本文系转载,出处:如何用CPP调用TensorFlow&&TensorRT
环境
- tensorflow r.1.13 + tensorrt-5.0.2.6
- cuda10
- cudnn 7.6.1
初步接触
最近训练了一个人脸的landmark regression&& confidence output
的model( based Tensorflow)
。因为模型中用到了一些不常见的op
(在此感慨一下TensorFlow真是什么op都有,能够很快组合实现出一个自己的想法), 无法完全转化为常用的TVM, TensorRT
等加速推理框架(也可以在框架内实现自定义的op, 这个比较麻烦)。一个比较快速经济的方法就是直接使用TensorFlow with TensorRT (TF-TRT)
TensorFlow with TensorRT
可以直接对TensorFlow
的graph
进行优化重构,然后还可以使用Tensorflow
的API进行inference
。
官方给出了Python
实例,只需要一行代码:
# Import TensorFlow and TensorRT
import tensorflow as tf
import tensorflow.contrib.tensorrt as trt
# Inference with TF-TRT frozen graph workflow:
graph = tf.Graph()
with graph.as_default():
with tf.Session() as sess:
# First deserialize your frozen graph:
with tf.gfile.GFile(“/path/to/your/frozen/graph.pb”, ‘rb’) as f:
graph_def = tf.GraphDef()
graph_def.ParseFromString(f.read())
# Now you can create a TensorRT inference graph from your
# frozen graph:
trt_graph = trt.create_inference_graph(
input_graph_def=graph_def,
outputs=[“your_output_node_names”],
max_batch_size=your_batch_size,
max_workspace_size_bytes=max_GPU_mem_size_for_TRT,
precision_mode=”your_precision_mode”)
# Import the TensorRT graph into a new graph and run:
output_node = tf.import_graph_def(
trt_graph,
return_elements=[“your_outputs”])
sess.run(output_node)
核心接口就是create_inference_graph
,在库tensorflow.contrib.tensorrt
中提供。对比优化前后,tensort在batch size
不同的情况下对模型加速的效果比较明显,未使用量化最高可有一倍的加速比。
可以看到用tft的优点如下:
- 不用转化模型,复用
TensorFlow
接口,无缝嵌入TensorFlow
代码; - 不用担心op不支持的问题,tft会忽略不支持的op,只是优化它支持的部分;
- 支持
fp32, fp16, int8
, 以及训练感知量化(可以快速让我们验证算法最佳性能,决定是否采用该算法方案);
可是,如果你像我一样,不仅要提供算法模型和python调用方式,还需要给出一份cpp可以运行的demo code
。问题就来了:
怎么样用cpp接口调用Tensorflow && TensorRT
???
CPP调用
官网上只有python实例,如果想用cpp来调用,请先把模型完全转化为tensorrt支持的格式。如果你有一堆tensorrt
不支持的op怎么办呢?答案:肯定是可以的(我也是搞完了才敢说这句话XD),但是怎么做官方没有实例,搜遍全网也没有教程,这个就需要我们自己探索了。

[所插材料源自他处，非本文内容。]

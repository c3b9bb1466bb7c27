//! Descriptor model for splitting a fetched JSON secret into derived secrets.

pub mod descriptor;
pub mod error;
pub mod object_type;
pub mod value;

pub use descriptor::{
    parse_file_permission, validate_translate, JmesPathEntry, SecretDescriptor,
    SecretDescriptorBuilder, DEFAULT_TRANSLATE, TRANSLATE_DISABLED,
};
pub use error::{Error, Result};
pub use object_type::ObjectType;
pub use value::{SecretValue, REDACTED};

pub mod prelude {
    pub use crate::{Error, JmesPathEntry, ObjectType, Result, SecretDescriptor, SecretValue};
}
use crate::descriptor::SecretDescriptor;
use std::fmt;

/// Fixed text every formatted [`SecretValue`] renders as.
pub const REDACTED: &str = "<REDACTED>";

/// Raw secret content together with the descriptor it was fetched under.
///
/// `Debug` and `Display` never expose the bytes or the descriptor; both print
/// [`REDACTED`].
#[derive(Clone, PartialEq, Eq)]
pub struct SecretValue {
    value: Vec<u8>,
    descriptor: SecretDescriptor,
}

impl SecretValue {
    pub fn new(value: impl Into<Vec<u8>>, descriptor: SecretDescriptor) -> Self {
        Self {
            value: value.into(),
            descriptor,
        }
    }

    pub fn value(&self) -> &[u8] {
        &self.value
    }

    pub fn descriptor(&self) -> &SecretDescriptor {
        &self.descriptor
    }

    pub fn into_value(self) -> Vec<u8> {
        self.value
    }

    pub fn into_parts(self) -> (Vec<u8>, SecretDescriptor) {
        (self.value, self.descriptor)
    }
}

impl fmt::Debug for SecretValue {
    fn fmt(&self, f: &mut fmt::Formatter<'_>) -> fmt::Result {
        f.write_str(REDACTED)
    }
}

impl fmt::Display for SecretValue {
    fn fmt(&self, f: &mut fmt::Formatter<'_>) -> fmt::Result {
        f.write_str(REDACTED)
    }
}

#[cfg(test)]
mod tests {
    use super::*;
    use crate::ObjectType;

    #[test]
    fn formatting_is_redacted() {
        let descriptor = SecretDescriptor::builder("api")
            .object_type(ObjectType::SecretsManager)
            .build()
            .unwrap();
        let secret = SecretValue::new("hunter2", descriptor);

        assert_eq!(secret.to_string(), REDACTED);
        assert_eq!(format!("{secret:?}"), REDACTED);
        assert_eq!(format!("{:#?}", vec![secret.clone()]), "[\n    <REDACTED>,\n]");
        assert_eq!(secret.value(), b"hunter2");
    }
}
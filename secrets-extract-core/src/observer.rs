//! Hooks for observing extraction without routing through a global logger.

use secrets_extract_spec::SecretDescriptor;
use std::sync::Arc;
use tracing::{debug, info};

/// Receives extraction events. Every hook defaults to doing nothing.
///
/// Hooks are handed descriptors, keys and counts only; secret content never
/// reaches an observer.
pub trait ExtractObserver {
    /// Sync-all-keys mode is about to split a secret with `key_count` keys.
    fn sync_all_keys(&self, _descriptor: &SecretDescriptor, _key_count: usize) {}

    /// A key held a non-string value and was rendered empty.
    fn non_string_key(&self, _descriptor: &SecretDescriptor, _key: &str, _kind: &'static str) {}

    /// Extraction finished with `count` derived secrets.
    fn extracted(&self, _descriptor: &SecretDescriptor, _count: usize) {}
}

impl<O: ExtractObserver + ?Sized> ExtractObserver for &O {
    fn sync_all_keys(&self, descriptor: &SecretDescriptor, key_count: usize) {
        (**self).sync_all_keys(descriptor, key_count)
    }

    fn non_string_key(&self, descriptor: &SecretDescriptor, key: &str, kind: &'static str) {
        (**self).non_string_key(descriptor, key, kind)
    }

    fn extracted(&self, descriptor: &SecretDescriptor, count: usize) {
        (**self).extracted(descriptor, count)
    }
}

impl<O: ExtractObserver + ?Sized> ExtractObserver for Arc<O> {
    fn sync_all_keys(&self, descriptor: &SecretDescriptor, key_count: usize) {
        (**self).sync_all_keys(descriptor, key_count)
    }

    fn non_string_key(&self, descriptor: &SecretDescriptor, key: &str, kind: &'static str) {
        (**self).non_string_key(descriptor, key, kind)
    }

    fn extracted(&self, descriptor: &SecretDescriptor, count: usize) {
        (**self).extracted(descriptor, count)
    }
}

/// Forwards extraction events to `tracing`.
#[derive(Debug, Clone, Copy, Default)]
pub struct TracingObserver;

impl ExtractObserver for TracingObserver {
    fn sync_all_keys(&self, descriptor: &SecretDescriptor, key_count: usize) {
        info!(
            object_name = %descriptor.object_name(),
            key_count,
            "sync all keys enabled for secret"
        );
    }

    fn non_string_key(&self, descriptor: &SecretDescriptor, key: &str, kind: &'static str) {
        debug!(
            object_name = %descriptor.object_name(),
            key,
            kind,
            "non-string value rendered as empty secret"
        );
    }

    fn extracted(&self, descriptor: &SecretDescriptor, count: usize) {
        debug!(
            object_name = %descriptor.object_name(),
            count,
            "extracted derived secrets"
        );
    }
}

/// Discards every event.
#[derive(Debug, Clone, Copy, Default)]
pub struct NoopObserver;

impl ExtractObserver for NoopObserver {}
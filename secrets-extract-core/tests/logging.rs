use secrets_extract_core::{
    extract, Extractor, JmesPathEntry, ObjectType, SecretDescriptor, SecretValue, TracingObserver,
};
use std::io;
use std::sync::{Arc, Mutex};

#[derive(Clone, Default)]
struct Capture(Arc<Mutex<Vec<u8>>>);

impl Capture {
    fn contents(&self) -> String {
        String::from_utf8(self.0.lock().unwrap().clone()).unwrap()
    }
}

impl io::Write for Capture {
    fn write(&mut self, buf: &[u8]) -> io::Result<usize> {
        self.0.lock().unwrap().extend_from_slice(buf);
        Ok(buf.len())
    }

    fn flush(&mut self) -> io::Result<()> {
        Ok(())
    }
}

fn captured<F: FnOnce()>(run: F) -> String {
    let capture = Capture::default();
    let writer = capture.clone();
    let subscriber = tracing_subscriber::fmt()
        .with_max_level(tracing::Level::TRACE)
        .with_ansi(false)
        .with_writer(move || writer.clone())
        .finish();
    tracing::subscriber::with_default(subscriber, run);
    capture.contents()
}

#[test]
fn sync_all_keys_logs_identity_without_values() {
    let descriptor = SecretDescriptor::builder("team/api")
        .object_type(ObjectType::SecretsManager)
        .sync_all_keys(true)
        .build()
        .unwrap();
    let secret = SecretValue::new(
        r#"{"token":"tok-9f8e7d","retries":3}"#,
        descriptor,
    );

    let logs = captured(|| {
        let derived = extract(secret).unwrap();
        assert_eq!(derived.len(), 2);
    });

    assert!(logs.contains("sync all keys enabled"), "{logs}");
    assert!(logs.contains("team/api"), "{logs}");
    assert!(logs.contains("retries"), "{logs}");
    assert!(!logs.contains("tok-9f8e7d"), "{logs}");
}

#[test]
fn formatting_derived_secrets_is_redacted() {
    let descriptor = SecretDescriptor::builder("team/api")
        .object_type(ObjectType::SecretsManager)
        .jmes_path(JmesPathEntry::new("token", "token"))
        .build()
        .unwrap();
    let secret = SecretValue::new(r#"{"token":"tok-9f8e7d"}"#, descriptor);

    let logs = captured(|| {
        let derived = Extractor::new(TracingObserver).extract(secret).unwrap();
        tracing::info!(?derived, first = %derived[0], "derived secrets");
    });

    assert!(logs.contains("<REDACTED>"), "{logs}");
    assert!(!logs.contains("tok-9f8e7d"), "{logs}");
}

TensorFlow代码浩繁复杂, bazel来组织编译(不是我们熟悉的cmake和makefile
),摸索起来还是比较费劲的,但是我们可以先从代码入手。经过一番寻找和阅读之后(此处省略1w字),我终于找到了这个函数
tensorflow/contrib/tensorrt/convert/conver_graph.cc
,可直接点击conver_graph.cc查看:
tensorflow::Status ConvertGraphDefToTensorRT(
const tensorflow::GraphDef& graph_def,
const std::vector<string>& output_names, size_t max_batch_size,
size_t max_workspace_size_bytes, tensorflow::GraphDef* new_graph_def,
int precision_mode, int minimum_segment_size, bool is_dyn_op,
int max_cached_engines, std::vector<int> cached_engine_batches,
bool use_calibration) {
// Create GrapplerItem.
tensorflow::grappler::GrapplerItem item;
item.fetch = output_names;
item.graph = graph_def;
虽然这个函数并没有调用示例,我们可以想到的是类似与Python,自己用cpp调用这个方法,加入到tensorflow inference
代码里面去就好啦。步骤如下:
一. 源码编译tensorflow r.1.13 + tensorrt-5.0.2.6 (cuda10, cudnn 7.6.1)
注意1. tensorrt
的版本搭配支持TensorFlow
有版本要求,详见官方文档,不想阅读文档的话请和我保持一致;
注意2. 如果编译tensorflow
提示找不到cudnn
等方法,请尝试在/etc/ld.so.conf.d
里面加入cuda.conf
, 内容是:/usr/local/cuda-10.0/lib64
,然后sudo ldconfig
。
二. 在tensorflow/cc/example
目录下面新建BUILD以及Test_align_model.cc
load("//tensorflow:tensorflow.bzl", "tf_cc_binary")
tf_cc_binary(
name = "example",
srcs = ["Test_align_model.cc"],
deps = [
"//tensorflow/cc:cc_ops",
"//tensorflow/cc:client_session",
"//tensorflow/core:tensorflow",
"//tensorflow/contrib/tensorrt:trt_conversion",
"//tensorflow/contrib/tensorrt:trt_engine_op_kernel",//添加contrib依赖
],
)
Test_algin_model.cc(part):
GraphDef graph_def;
status = ReadBinaryProto(Env::Default(), "model.pb", &graph_def);
if (!status.ok()) {
std::cout << status.ToString() << "\n";
return 1;
}
int batch_size = 8;
GraphDef outGraph;
Status conversion_status =
tensorrt::convert::ConvertGraphDefToTensorRT(
graph_def, {"confidence_network/confidence_pred:0", "landmark_network/landmark_pred:0"}, batch_size, 2097152,
&outGraph, 0);
LOG(INFO) << conversion_status << std::endl;
std::vector<int> ltv = tensorrt::convert::GetLinkedTensorRTVersion();
std::vector<int> loadtv = tensorrt::convert::GetLoadedTensorRTVersion();
for (int i = 0; i < ltv.size(); i++) {
std::cout << ltv[i] << " ";
}
std::cout << std::endl;
for (int i = 0; i < loadtv.size(); i++) {
std::cout << loadtv[i] << " ";
}
std::cout << std::endl;
// Add the graph to the session
status = session->Create(outGraph);
if (!status.ok()) {
std::cout << status.ToString() << "\n";
return 1;
}
// Setup inputs and outputs:
// Our graph doesn't require any inputs, since it specifies default values,
// but we'll change an input to demonstrate.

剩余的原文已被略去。